Brief
Examine the entries and show every line in which the word "rows" is found.

Supplied material
= = =

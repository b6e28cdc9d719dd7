//! Overflow-Aware Generic Engine
//!
//! Sits above a raw [`KvAdapter`] and adds:
//! - partition/row key derivation from model metadata
//! - transparent redirection of oversized records to an [`ObjectStore`]
//! - checksum-verified hydration of overflow stubs on every read
//! - the in-memory query pipeline over fully hydrated records

use serde::{Deserialize, Serialize};
use serde_json::Value;
use std::sync::Arc;
use tracing::{debug, error, info};

use super::adapter::{KvAdapter, KvEntry, ObjectStore, Page, StoredRef};
use super::canonical::{canonical_record_bytes, sha256_hex, Record};
use super::error::{EngineError, Result};
use super::model::{format_template, ModelMeta};
use super::query::{self, QueryBuilder, QueryOutput};
use super::security::TENANT_FIELD;

/// Key prefix for overflow blobs in the object store
pub const OVERFLOW_PREFIX: &str = "overflow/";

/// Stub persisted in place of a record that exceeded the inline size limit
#[derive(Debug, Clone, PartialEq, Eq, Serialize, Deserialize)]
pub struct OverflowReference {
    #[serde(rename = "_overflow")]
    pub overflow: bool,
    #[serde(rename = "_blob_key")]
    pub blob_key: String,
    #[serde(rename = "_size")]
    pub size: u64,
    #[serde(rename = "_checksum")]
    pub checksum: String,
}

impl OverflowReference {
    pub fn new(checksum: String, size: u64) -> Self {
        Self {
            overflow: true,
            blob_key: format!("{}{}.json", OVERFLOW_PREFIX, checksum),
            size,
            checksum,
        }
    }

    /// Recognize a stored stub. Plain records never carry `_overflow: true`.
    pub fn from_record(record: &Record) -> Option<Self> {
        if record.get("_overflow") != Some(&Value::Bool(true)) {
            return None;
        }
        serde_json::from_value(Value::Object(record.clone())).ok()
    }

    pub fn to_record(&self) -> Result<Record> {
        match serde_json::to_value(self)? {
            Value::Object(map) => Ok(map),
            _ => Err(EngineError::Operation("overflow stub did not serialize to an object".into())),
        }
    }
}

pub struct GenericEngine {
    adapter: Arc<dyn KvAdapter>,
    blobs: Arc<dyn ObjectStore>,
}

impl GenericEngine {
    pub fn new(adapter: Arc<dyn KvAdapter>, blobs: Arc<dyn ObjectStore>) -> Self {
        Self { adapter, blobs }
    }

    pub fn provider(&self) -> &str {
        self.adapter.provider()
    }

    // Keys

    /// Derive (partition key, row key) for a record.
    pub fn derive_keys(&self, meta: &ModelMeta, record: &Record) -> Result<(String, String)> {
        let digest = || canonical_record_bytes(record).map(|b| sha256_hex(&b));

        let partition_key = match &meta.partition_key_template {
            Some(template) => match format_template(template, record) {
                Some(pk) => pk,
                None => match record.get(&meta.pk_field).and_then(key_text) {
                    Some(value) => format!("default_{}", value),
                    None => format!("default_{}", &digest()?[..16]),
                },
            },
            None => {
                let base = record
                    .get(&meta.pk_field)
                    .and_then(key_text)
                    .unwrap_or_else(|| "default".to_string());
                match record.get(TENANT_FIELD).and_then(key_text) {
                    Some(tenant) if meta.pk_field != TENANT_FIELD => format!("{}:{}", tenant, base),
                    _ => base,
                }
            }
        };

        let explicit_row_key = meta
            .rk_field
            .as_ref()
            .and_then(|f| record.get(f))
            .and_then(key_text);
        let row_key = match explicit_row_key {
            Some(rk) => rk,
            None => match &meta.row_key_template {
                Some(template) => match format_template(template, record) {
                    Some(rk) => rk,
                    None => digest()?,
                },
                None => match record.get(&meta.id_field).and_then(key_text) {
                    Some(id) => id,
                    None => digest()?,
                },
            },
        };

        Ok((partition_key, row_key))
    }

    // Writes

    /// Store a new record, assigning an id when it has none. Fails when a
    /// record already lives at the derived address.
    pub fn insert(&self, meta: &ModelMeta, mut record: Record) -> Result<Record> {
        if !record.contains_key(&meta.id_field) {
            record.insert(meta.id_field.clone(), Value::String(uuid::Uuid::new_v4().to_string()));
        }
        let (pk, rk) = self.derive_keys(meta, &record)?;
        if self.adapter.get_raw(meta.storage_name(), &pk, &rk)?.is_some() {
            return Err(EngineError::Validation(format!(
                "record '{}' of '{}' already exists",
                rk, meta.name
            )));
        }
        self.write_at(meta, &pk, &rk, &record)?;
        Ok(record)
    }

    /// Insert or merge into the record addressed by the derived keys.
    pub fn upsert(&self, meta: &ModelMeta, record: Record, replace: bool) -> Result<Record> {
        let (pk, rk) = self.derive_keys(meta, &record)?;
        let merged = match self.get(meta, &pk, &rk)? {
            Some(mut existing) if !replace => {
                existing.extend(record);
                existing
            }
            _ => record,
        };
        self.write_at(meta, &pk, &rk, &merged)?;
        Ok(merged)
    }

    /// Merge `patch` into every record matching `lookup`, or replace them
    /// wholesale. Records keep their original keys.
    pub fn update(&self, meta: &ModelMeta, lookup: &QueryBuilder, patch: &Record, replace: bool) -> Result<Vec<Record>> {
        let mut updated = Vec::new();
        for entry in self.find(meta, lookup)? {
            let record = if replace {
                let mut fresh = patch.clone();
                if let Some(id) = entry.data.get(&meta.id_field) {
                    fresh.entry(meta.id_field.clone()).or_insert_with(|| id.clone());
                }
                fresh
            } else {
                let mut merged = entry.data;
                merged.extend(patch.clone());
                merged
            };
            self.write_at(meta, &entry.partition_key, &entry.row_key, &record)?;
            updated.push(record);
        }
        Ok(updated)
    }

    /// Physically remove every record matching `lookup`, returning them.
    ///
    /// Overflow blobs are content-addressed and may be shared, so they are
    /// left in place.
    pub fn delete(&self, meta: &ModelMeta, lookup: &QueryBuilder) -> Result<Vec<Record>> {
        let mut removed = Vec::new();
        for entry in self.find(meta, lookup)? {
            if self
                .adapter
                .delete_raw(meta.storage_name(), &entry.partition_key, &entry.row_key, None)?
            {
                removed.push(entry.data);
            }
        }
        Ok(removed)
    }

    /// Write a record at a fixed address, redirecting it to blob storage when
    /// its canonical form exceeds the provider limit.
    pub fn write_at(&self, meta: &ModelMeta, partition_key: &str, row_key: &str, record: &Record) -> Result<StoredRef> {
        let bytes = canonical_record_bytes(record)?;
        let limit = self.adapter.max_record_bytes();

        if bytes.len() <= limit {
            return self.adapter.put_raw(meta.storage_name(), partition_key, row_key, record);
        }

        let stub = OverflowReference::new(sha256_hex(&bytes), bytes.len() as u64);
        self.blobs
            .put(&stub.blob_key, &bytes)
            .map_err(|e| EngineError::Operation(format!("overflow storage failed: {}", e)))?;
        info!(
            model = %meta.name,
            size = bytes.len(),
            limit,
            blob = %stub.blob_key,
            "record redirected to overflow storage"
        );
        self.adapter
            .put_raw(meta.storage_name(), partition_key, row_key, &stub.to_record()?)
    }

    // Reads

    /// Replace an overflow stub with its verified payload. Plain records pass
    /// through untouched.
    pub fn resolve(&self, record: Record) -> Result<Record> {
        let Some(stub) = OverflowReference::from_record(&record) else {
            return Ok(record);
        };

        let bytes = self.blobs.get(&stub.blob_key)?.ok_or_else(|| {
            EngineError::Integrity(format!("overflow blob '{}' is missing", stub.blob_key))
        })?;

        let actual = sha256_hex(&bytes);
        if actual != stub.checksum {
            error!(blob = %stub.blob_key, expected = %stub.checksum, actual = %actual, "overflow checksum mismatch");
            return Err(EngineError::Integrity(format!(
                "checksum mismatch on overflow blob '{}'",
                stub.blob_key
            )));
        }

        serde_json::from_slice(&bytes).map_err(|e| {
            EngineError::Integrity(format!("overflow blob '{}' is not a record: {}", stub.blob_key, e))
        })
    }

    pub fn get(&self, meta: &ModelMeta, partition_key: &str, row_key: &str) -> Result<Option<Record>> {
        self.adapter
            .get_raw(meta.storage_name(), partition_key, row_key)?
            .map(|r| self.resolve(r))
            .transpose()
    }

    /// Every entry of the model, hydrated.
    pub fn scan(&self, meta: &ModelMeta) -> Result<Vec<KvEntry>> {
        let raw = self.adapter.query_raw(meta.storage_name(), &Record::new(), None)?;
        debug!(model = %meta.name, entries = raw.len(), "kv scan");
        raw.into_iter()
            .map(|entry| {
                Ok(KvEntry {
                    data: self.resolve(entry.data)?,
                    ..entry
                })
            })
            .collect()
    }

    /// Hydrated entries matching the query filters, keys retained.
    pub fn find(&self, meta: &ModelMeta, lookup: &QueryBuilder) -> Result<Vec<KvEntry>> {
        Ok(self
            .scan(meta)?
            .into_iter()
            .filter(|entry| lookup.matches(&entry.data))
            .collect())
    }

    /// Run a full query through the in-memory pipeline.
    pub fn query(&self, meta: &ModelMeta, query: &QueryBuilder) -> Result<QueryOutput> {
        let records = self.scan(meta)?.into_iter().map(|e| e.data).collect();
        query::execute(records, query)
    }

    pub fn query_page(
        &self,
        meta: &ModelMeta,
        query: &QueryBuilder,
        page_size: usize,
        continuation_token: Option<&str>,
    ) -> Result<Page> {
        let offset = Page::parse_token(continuation_token)?;
        let window = Page::window(query, page_size, offset)?;
        let rows = self.query(meta, &window)?.rows();
        Ok(Page::from_window(rows, offset, page_size))
    }
}

/// Text used when a field value becomes part of a key.
fn key_text(value: &Value) -> Option<String> {
    match value {
        Value::Null => None,
        Value::String(s) => Some(s.clone()),
        other => Some(other.to_string()),
    }
}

= = =

The completed task
        let rows = self.query(meta, &window)?.rows();
        Ok(Page::from_window(rows, offset, page_size))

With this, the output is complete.